:: Records supplied

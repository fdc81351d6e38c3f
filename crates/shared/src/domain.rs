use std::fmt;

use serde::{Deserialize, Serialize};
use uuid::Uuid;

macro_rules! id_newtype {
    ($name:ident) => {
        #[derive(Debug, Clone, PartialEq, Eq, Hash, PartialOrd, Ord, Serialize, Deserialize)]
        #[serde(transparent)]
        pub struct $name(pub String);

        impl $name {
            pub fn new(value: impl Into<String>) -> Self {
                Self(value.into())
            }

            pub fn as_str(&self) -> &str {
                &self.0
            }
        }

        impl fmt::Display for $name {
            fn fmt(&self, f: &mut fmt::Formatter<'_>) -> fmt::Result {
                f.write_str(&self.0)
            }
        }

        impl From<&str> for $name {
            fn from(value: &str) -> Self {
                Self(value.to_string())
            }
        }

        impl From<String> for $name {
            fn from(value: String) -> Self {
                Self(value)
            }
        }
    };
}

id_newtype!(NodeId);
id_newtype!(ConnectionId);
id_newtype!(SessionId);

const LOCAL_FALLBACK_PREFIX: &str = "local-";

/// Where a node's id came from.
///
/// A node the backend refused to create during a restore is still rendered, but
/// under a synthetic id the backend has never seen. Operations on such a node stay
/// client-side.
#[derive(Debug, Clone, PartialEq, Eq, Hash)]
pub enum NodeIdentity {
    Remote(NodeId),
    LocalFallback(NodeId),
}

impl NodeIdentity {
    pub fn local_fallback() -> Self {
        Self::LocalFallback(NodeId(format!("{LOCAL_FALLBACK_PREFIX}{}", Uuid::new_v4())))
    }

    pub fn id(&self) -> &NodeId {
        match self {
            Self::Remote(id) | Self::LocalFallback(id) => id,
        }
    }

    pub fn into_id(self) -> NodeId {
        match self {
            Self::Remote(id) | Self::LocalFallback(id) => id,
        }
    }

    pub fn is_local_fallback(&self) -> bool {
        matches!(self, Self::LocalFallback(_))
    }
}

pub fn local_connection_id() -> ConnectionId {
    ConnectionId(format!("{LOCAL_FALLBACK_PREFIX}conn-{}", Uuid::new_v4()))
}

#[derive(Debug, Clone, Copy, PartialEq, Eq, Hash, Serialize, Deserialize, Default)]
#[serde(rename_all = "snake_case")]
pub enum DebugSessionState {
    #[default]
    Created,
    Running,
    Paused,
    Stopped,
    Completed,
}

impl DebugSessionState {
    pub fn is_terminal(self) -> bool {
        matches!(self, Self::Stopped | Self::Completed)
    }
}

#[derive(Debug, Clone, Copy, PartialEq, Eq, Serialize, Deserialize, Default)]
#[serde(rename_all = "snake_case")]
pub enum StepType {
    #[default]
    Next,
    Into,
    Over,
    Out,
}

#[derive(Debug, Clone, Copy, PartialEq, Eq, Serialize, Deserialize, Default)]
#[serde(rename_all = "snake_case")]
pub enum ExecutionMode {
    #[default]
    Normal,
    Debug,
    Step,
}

::::

- Action item
Where a line in the listing above holds the string "matches", include it in your count, and answer with the number alone.

- Task output
2